***** Supplied records
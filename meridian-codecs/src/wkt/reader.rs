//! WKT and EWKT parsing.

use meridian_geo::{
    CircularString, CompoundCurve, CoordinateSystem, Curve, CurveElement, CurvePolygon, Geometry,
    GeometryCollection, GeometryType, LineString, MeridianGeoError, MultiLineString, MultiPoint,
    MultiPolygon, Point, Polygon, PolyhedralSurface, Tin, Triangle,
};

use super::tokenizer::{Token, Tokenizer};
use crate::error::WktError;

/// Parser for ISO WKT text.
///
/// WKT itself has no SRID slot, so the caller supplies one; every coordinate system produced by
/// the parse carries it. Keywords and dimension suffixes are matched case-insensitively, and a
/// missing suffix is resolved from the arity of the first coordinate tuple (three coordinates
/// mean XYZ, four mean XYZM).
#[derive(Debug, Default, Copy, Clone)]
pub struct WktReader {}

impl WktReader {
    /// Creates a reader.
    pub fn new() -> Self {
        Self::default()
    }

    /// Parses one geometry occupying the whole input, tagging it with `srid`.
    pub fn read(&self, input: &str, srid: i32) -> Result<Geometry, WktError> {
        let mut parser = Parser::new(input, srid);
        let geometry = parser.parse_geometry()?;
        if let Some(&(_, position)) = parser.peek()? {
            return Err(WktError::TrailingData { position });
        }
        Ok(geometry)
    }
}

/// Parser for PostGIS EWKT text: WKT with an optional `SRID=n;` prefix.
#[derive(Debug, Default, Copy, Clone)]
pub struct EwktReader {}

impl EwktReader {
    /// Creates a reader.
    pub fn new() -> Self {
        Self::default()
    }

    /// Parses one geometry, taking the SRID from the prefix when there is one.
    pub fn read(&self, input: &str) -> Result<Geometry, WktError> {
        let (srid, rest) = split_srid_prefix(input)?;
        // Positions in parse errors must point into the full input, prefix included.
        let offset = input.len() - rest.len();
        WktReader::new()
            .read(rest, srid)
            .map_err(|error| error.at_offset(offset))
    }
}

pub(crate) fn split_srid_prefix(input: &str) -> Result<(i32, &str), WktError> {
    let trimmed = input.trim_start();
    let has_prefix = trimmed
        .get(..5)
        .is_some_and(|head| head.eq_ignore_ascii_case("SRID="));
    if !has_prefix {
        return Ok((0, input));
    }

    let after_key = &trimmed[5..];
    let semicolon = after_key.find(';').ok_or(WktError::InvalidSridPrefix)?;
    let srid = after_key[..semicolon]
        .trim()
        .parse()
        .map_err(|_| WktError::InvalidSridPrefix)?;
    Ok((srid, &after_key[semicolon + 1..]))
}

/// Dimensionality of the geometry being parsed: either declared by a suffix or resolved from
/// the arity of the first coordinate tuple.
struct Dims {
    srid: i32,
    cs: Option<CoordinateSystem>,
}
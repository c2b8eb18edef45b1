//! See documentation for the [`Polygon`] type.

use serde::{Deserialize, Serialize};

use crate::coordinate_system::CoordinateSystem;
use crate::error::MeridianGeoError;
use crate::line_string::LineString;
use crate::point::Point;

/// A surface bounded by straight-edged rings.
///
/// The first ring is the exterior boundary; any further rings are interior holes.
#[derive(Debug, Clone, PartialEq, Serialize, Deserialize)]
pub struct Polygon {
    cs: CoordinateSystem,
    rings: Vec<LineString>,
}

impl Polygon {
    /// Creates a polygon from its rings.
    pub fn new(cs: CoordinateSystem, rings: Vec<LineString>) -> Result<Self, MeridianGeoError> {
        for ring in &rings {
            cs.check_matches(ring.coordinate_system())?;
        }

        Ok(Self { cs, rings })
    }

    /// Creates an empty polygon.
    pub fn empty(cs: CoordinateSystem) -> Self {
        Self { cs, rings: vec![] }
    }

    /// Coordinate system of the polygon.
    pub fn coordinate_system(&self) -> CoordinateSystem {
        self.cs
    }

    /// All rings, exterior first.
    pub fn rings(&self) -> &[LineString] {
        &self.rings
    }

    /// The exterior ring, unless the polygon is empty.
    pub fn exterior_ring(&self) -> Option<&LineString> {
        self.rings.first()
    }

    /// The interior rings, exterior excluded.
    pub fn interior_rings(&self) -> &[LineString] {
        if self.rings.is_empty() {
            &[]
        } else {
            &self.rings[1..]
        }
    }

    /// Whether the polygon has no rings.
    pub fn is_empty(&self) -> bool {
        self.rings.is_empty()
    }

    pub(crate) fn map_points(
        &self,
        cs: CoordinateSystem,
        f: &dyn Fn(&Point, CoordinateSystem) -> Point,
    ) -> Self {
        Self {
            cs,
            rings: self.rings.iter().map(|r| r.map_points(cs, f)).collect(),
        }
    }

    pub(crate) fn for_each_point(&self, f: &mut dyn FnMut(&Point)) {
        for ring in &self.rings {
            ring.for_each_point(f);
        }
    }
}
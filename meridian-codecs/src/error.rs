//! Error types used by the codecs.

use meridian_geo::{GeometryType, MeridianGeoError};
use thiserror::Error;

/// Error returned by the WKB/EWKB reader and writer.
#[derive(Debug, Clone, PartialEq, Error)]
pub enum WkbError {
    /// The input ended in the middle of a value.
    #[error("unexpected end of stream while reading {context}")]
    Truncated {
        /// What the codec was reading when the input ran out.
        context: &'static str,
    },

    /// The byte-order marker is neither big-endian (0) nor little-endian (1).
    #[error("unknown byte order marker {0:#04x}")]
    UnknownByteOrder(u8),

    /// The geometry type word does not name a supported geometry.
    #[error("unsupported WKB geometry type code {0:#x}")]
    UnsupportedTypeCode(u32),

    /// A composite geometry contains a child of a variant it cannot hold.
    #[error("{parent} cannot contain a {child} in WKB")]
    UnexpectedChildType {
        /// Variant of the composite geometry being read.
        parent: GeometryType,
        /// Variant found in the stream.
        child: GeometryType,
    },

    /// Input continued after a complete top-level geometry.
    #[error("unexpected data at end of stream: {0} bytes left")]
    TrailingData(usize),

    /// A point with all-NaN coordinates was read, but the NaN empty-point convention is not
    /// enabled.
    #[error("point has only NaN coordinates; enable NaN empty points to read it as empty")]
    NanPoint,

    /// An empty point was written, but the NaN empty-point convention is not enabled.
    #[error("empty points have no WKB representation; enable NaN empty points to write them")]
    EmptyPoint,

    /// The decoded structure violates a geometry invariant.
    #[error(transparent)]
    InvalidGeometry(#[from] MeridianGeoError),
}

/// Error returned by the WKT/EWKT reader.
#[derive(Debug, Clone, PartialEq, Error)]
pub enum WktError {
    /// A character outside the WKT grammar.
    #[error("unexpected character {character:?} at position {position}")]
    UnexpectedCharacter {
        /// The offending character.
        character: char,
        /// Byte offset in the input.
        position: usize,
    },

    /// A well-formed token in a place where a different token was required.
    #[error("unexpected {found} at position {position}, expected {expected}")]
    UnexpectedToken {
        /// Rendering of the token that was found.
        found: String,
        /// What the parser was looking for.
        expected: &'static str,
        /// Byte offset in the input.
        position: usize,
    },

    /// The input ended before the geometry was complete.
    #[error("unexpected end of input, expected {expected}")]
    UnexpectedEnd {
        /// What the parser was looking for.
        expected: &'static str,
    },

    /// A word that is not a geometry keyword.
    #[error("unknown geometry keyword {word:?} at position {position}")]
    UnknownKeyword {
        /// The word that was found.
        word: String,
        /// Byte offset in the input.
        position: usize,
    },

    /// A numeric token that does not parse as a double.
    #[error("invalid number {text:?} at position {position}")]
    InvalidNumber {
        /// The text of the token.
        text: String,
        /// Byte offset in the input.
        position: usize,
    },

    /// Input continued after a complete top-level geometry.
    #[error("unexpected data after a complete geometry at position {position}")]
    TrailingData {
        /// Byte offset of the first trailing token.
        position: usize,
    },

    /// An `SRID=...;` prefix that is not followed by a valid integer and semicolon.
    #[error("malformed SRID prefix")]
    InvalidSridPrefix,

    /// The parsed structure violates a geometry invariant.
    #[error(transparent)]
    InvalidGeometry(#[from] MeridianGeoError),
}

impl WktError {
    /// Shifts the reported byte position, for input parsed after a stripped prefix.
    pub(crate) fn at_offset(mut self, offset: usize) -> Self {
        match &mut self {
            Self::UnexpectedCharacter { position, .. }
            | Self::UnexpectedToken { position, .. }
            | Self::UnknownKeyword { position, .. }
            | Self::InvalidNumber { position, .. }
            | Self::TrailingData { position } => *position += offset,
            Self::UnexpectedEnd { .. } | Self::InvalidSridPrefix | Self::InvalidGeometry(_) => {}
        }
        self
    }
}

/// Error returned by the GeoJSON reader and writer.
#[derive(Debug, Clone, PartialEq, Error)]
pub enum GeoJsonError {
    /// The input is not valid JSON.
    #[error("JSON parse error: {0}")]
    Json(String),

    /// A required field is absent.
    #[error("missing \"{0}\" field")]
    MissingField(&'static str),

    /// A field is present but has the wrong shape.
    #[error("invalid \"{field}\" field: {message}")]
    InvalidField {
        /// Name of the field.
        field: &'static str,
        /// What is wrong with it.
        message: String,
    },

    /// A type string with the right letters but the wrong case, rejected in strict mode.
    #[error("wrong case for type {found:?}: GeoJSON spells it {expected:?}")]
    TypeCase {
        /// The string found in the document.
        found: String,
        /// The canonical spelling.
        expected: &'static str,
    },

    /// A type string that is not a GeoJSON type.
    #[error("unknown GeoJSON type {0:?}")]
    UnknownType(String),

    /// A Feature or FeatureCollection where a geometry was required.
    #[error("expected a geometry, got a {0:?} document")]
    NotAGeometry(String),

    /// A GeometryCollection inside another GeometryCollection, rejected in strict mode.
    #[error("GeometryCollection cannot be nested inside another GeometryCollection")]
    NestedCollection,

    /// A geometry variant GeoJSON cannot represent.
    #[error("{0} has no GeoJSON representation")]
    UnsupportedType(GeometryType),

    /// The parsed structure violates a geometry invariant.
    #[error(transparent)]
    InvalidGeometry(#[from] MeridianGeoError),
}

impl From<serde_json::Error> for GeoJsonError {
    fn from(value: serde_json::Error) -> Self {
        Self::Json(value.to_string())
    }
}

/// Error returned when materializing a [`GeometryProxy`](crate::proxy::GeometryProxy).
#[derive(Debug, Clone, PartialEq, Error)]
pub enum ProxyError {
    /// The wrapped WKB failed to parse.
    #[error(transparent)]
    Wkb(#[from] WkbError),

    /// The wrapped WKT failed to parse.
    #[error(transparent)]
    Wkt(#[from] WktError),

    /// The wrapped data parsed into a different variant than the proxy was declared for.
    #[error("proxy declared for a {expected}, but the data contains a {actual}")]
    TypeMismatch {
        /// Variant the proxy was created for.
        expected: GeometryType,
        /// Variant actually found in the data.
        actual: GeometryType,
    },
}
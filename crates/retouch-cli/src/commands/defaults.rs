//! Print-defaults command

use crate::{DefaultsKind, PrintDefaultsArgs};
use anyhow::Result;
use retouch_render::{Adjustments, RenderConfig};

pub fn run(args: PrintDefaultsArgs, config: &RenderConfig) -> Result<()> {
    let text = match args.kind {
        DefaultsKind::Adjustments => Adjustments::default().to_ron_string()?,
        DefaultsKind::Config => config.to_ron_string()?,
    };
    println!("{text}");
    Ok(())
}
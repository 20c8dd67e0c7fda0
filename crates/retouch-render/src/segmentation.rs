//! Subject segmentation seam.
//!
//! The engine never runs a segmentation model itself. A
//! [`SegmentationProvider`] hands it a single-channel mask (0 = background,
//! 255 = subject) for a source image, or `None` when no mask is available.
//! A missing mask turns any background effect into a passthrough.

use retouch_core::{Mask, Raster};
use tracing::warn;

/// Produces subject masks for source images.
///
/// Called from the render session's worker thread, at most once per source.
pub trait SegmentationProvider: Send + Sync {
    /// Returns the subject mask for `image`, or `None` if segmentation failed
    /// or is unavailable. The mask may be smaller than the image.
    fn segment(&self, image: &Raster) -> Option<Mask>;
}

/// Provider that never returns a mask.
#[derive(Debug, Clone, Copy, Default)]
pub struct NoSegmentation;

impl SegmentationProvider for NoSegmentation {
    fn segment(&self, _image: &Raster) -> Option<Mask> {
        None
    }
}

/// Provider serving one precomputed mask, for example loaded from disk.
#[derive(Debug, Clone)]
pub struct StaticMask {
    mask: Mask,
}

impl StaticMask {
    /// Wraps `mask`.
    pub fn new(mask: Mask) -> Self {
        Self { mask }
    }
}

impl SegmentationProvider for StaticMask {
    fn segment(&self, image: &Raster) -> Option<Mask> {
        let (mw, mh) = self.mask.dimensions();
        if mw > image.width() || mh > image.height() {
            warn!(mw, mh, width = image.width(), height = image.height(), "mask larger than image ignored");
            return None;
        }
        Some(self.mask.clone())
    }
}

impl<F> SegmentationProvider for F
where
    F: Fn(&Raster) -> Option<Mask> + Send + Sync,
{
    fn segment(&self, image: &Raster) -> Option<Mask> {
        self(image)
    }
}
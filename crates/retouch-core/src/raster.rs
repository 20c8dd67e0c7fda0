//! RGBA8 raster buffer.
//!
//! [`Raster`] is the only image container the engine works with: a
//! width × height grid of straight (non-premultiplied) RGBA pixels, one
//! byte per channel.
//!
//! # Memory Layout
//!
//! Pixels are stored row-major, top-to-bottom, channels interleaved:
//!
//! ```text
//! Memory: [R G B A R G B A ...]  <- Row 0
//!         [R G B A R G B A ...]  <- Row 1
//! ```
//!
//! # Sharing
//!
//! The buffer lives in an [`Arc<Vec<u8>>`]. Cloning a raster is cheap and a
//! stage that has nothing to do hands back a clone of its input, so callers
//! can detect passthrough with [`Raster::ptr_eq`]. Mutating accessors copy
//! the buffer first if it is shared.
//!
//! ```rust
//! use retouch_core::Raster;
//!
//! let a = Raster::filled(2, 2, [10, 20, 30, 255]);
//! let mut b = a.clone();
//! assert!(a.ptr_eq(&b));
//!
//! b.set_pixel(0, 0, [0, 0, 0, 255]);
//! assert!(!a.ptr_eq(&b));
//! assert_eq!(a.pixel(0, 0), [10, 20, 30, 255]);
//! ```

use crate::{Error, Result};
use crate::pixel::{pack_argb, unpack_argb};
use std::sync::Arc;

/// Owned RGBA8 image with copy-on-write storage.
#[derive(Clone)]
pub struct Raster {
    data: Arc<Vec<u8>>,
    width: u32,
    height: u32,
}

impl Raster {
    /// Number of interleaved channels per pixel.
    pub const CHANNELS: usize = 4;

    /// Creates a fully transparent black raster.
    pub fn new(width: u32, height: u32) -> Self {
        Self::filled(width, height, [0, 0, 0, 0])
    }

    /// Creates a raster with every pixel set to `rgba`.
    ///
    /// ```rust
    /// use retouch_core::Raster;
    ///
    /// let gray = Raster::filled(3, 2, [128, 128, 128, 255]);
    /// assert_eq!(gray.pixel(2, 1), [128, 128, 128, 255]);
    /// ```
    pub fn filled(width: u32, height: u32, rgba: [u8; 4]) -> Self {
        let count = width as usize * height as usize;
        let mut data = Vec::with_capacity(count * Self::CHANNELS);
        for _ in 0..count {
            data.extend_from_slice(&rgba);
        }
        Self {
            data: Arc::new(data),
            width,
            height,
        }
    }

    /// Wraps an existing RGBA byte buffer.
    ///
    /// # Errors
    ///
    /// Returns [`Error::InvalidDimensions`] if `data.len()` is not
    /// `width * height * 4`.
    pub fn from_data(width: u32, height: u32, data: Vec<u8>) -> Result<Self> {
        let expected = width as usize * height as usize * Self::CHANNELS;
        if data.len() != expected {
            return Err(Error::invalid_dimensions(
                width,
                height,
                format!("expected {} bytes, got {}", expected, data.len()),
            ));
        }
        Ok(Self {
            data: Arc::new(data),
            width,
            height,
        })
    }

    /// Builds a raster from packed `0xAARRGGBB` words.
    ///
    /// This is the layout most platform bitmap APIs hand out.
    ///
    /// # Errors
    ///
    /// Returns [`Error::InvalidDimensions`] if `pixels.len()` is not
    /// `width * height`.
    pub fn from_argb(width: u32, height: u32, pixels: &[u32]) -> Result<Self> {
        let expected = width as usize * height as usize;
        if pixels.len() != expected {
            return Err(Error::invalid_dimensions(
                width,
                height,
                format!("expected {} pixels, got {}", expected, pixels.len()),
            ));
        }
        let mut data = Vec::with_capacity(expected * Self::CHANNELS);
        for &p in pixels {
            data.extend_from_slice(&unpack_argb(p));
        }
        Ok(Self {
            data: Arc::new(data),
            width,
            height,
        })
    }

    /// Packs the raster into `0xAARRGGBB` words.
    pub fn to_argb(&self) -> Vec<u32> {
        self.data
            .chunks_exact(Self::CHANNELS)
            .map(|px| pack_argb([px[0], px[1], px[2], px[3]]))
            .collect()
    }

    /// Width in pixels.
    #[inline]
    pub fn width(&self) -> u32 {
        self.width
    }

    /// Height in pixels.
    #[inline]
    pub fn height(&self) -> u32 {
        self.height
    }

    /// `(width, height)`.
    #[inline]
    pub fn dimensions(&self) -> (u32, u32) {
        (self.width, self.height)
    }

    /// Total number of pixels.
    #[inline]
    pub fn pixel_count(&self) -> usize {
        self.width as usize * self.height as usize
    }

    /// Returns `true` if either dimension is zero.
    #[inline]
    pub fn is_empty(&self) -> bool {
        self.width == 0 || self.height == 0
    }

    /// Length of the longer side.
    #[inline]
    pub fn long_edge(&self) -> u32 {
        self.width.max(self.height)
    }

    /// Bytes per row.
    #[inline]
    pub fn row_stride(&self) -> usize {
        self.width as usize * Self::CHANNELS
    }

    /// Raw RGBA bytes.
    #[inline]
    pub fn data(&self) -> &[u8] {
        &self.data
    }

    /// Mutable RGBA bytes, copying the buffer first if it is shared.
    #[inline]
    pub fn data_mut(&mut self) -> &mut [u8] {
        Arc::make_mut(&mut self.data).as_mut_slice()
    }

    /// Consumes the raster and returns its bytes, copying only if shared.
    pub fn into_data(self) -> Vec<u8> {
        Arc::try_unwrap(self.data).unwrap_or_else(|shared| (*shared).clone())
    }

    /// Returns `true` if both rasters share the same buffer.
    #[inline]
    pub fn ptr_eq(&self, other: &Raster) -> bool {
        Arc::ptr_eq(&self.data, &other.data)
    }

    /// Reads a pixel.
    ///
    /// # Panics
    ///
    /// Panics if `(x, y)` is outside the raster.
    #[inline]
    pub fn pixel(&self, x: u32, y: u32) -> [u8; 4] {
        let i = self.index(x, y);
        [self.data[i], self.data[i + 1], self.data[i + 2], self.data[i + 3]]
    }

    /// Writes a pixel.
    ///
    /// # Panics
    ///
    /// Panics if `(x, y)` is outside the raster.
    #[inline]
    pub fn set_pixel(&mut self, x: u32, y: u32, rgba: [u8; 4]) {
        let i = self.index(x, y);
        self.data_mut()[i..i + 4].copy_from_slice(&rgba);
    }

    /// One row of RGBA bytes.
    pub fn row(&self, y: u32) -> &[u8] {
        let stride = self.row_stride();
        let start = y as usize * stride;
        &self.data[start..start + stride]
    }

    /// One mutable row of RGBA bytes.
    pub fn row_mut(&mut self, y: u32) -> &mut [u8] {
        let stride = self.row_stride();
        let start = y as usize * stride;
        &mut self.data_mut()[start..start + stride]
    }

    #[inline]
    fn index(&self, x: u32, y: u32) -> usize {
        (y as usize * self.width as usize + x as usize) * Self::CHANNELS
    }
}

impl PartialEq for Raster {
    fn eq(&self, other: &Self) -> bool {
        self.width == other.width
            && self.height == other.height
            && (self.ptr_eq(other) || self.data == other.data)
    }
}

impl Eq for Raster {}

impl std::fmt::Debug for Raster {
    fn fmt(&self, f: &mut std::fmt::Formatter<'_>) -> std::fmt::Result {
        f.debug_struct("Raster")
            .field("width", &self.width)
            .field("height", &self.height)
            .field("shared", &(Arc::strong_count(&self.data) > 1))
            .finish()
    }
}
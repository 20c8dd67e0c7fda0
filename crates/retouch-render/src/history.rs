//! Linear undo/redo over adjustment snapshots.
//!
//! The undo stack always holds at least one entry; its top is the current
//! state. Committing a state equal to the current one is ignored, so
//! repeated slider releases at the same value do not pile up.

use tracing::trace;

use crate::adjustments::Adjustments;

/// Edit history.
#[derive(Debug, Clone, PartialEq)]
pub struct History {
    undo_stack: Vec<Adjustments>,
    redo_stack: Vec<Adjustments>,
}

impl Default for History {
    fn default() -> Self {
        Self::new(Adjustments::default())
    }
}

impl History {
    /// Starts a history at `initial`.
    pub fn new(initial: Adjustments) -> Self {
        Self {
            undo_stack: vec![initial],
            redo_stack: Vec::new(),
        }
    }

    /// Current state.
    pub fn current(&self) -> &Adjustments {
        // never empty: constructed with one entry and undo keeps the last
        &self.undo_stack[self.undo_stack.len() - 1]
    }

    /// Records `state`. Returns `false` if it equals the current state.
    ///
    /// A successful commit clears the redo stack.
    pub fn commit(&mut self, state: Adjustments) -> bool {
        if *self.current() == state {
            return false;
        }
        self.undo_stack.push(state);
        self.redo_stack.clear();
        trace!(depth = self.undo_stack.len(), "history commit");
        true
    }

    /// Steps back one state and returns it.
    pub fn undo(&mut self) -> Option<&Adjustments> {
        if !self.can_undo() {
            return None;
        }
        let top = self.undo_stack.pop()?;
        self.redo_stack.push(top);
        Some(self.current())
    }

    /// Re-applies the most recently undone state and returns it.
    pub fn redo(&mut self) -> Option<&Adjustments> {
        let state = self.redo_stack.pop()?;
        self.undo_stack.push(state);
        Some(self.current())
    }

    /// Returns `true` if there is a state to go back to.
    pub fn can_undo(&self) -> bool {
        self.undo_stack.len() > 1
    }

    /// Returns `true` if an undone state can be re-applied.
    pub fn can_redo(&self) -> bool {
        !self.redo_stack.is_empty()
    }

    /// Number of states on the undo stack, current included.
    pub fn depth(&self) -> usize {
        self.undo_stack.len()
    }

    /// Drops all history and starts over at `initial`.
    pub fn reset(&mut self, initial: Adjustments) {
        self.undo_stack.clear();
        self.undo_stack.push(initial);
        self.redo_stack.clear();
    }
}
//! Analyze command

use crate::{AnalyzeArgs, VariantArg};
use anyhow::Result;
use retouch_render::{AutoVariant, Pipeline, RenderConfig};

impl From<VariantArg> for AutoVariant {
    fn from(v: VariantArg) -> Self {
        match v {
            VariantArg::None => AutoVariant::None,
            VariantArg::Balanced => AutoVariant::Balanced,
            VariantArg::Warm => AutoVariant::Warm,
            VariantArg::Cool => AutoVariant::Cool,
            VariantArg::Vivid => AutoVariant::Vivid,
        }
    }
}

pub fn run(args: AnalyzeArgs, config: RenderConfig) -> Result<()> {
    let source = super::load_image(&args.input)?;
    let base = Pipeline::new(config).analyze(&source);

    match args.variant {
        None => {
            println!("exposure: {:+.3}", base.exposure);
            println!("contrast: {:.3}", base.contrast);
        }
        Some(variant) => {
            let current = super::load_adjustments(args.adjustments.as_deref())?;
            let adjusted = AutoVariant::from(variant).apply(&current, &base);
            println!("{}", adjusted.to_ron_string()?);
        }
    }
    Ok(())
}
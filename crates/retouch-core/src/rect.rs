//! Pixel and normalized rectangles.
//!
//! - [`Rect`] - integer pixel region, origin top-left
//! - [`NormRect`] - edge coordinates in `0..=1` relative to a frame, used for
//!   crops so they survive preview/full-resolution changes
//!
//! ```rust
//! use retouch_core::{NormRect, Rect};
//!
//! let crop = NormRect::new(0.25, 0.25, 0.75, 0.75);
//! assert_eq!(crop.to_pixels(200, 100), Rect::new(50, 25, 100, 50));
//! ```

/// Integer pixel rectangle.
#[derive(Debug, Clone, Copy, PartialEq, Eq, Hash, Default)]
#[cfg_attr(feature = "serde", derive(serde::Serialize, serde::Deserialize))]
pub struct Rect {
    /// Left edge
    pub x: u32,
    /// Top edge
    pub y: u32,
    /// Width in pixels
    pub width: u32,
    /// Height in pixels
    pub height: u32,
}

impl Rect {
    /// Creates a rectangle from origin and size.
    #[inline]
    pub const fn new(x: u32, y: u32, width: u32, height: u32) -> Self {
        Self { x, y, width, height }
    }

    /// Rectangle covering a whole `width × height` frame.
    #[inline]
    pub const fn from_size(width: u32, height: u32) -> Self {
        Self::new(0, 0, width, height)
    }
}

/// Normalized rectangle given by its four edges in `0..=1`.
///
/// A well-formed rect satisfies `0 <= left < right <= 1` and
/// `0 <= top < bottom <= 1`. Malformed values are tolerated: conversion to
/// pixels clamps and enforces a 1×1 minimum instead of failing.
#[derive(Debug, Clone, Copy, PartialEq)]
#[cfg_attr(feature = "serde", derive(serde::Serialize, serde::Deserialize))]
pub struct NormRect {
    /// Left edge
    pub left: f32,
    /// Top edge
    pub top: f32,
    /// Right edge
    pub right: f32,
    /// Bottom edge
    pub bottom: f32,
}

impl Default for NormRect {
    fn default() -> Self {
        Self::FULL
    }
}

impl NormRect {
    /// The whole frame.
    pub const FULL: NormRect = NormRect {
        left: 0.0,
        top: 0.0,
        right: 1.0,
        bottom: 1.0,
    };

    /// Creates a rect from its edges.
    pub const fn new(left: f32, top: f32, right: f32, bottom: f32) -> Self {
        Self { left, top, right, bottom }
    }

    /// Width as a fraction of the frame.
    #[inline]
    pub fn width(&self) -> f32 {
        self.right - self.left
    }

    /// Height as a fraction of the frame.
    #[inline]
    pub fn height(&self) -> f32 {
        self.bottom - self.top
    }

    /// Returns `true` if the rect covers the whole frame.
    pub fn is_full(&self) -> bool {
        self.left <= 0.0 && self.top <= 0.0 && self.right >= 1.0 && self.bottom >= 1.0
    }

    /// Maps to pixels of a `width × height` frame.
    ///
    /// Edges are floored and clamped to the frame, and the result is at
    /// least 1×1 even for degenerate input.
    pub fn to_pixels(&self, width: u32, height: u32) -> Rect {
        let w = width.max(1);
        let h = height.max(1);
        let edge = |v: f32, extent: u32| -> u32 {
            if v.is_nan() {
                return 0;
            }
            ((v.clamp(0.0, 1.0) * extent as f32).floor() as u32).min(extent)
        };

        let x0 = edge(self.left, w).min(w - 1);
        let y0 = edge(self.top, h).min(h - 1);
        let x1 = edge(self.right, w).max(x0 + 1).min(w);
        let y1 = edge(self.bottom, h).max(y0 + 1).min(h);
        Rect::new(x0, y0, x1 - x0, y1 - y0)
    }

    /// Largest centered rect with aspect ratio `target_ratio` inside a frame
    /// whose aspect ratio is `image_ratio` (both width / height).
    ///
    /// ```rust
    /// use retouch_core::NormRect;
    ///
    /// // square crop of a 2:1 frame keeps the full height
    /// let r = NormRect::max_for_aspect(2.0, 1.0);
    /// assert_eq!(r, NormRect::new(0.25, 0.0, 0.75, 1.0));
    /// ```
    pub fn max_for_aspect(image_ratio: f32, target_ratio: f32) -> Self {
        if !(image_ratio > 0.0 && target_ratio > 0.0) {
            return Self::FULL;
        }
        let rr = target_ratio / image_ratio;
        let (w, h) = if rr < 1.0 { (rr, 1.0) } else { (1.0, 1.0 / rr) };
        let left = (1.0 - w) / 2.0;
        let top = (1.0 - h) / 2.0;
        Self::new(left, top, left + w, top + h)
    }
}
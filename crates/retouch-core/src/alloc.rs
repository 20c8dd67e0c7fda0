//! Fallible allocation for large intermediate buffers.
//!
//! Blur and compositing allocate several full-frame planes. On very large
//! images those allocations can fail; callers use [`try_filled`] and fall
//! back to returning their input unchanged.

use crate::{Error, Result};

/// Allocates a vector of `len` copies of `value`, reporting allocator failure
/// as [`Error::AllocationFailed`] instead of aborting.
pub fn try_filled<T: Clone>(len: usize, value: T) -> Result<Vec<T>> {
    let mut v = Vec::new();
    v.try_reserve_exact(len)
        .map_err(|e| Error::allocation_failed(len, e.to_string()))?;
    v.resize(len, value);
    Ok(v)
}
**********
- _What you are asked to do_:
Among the entries, copy every line containing the word "resolved".

- _Solution for this exercise_:
/// missing suffix is resolved from the arity of the first coordinate tuple (three coordinates
/// Dimensionality of the geometry being parsed: either declared by a suffix or resolved from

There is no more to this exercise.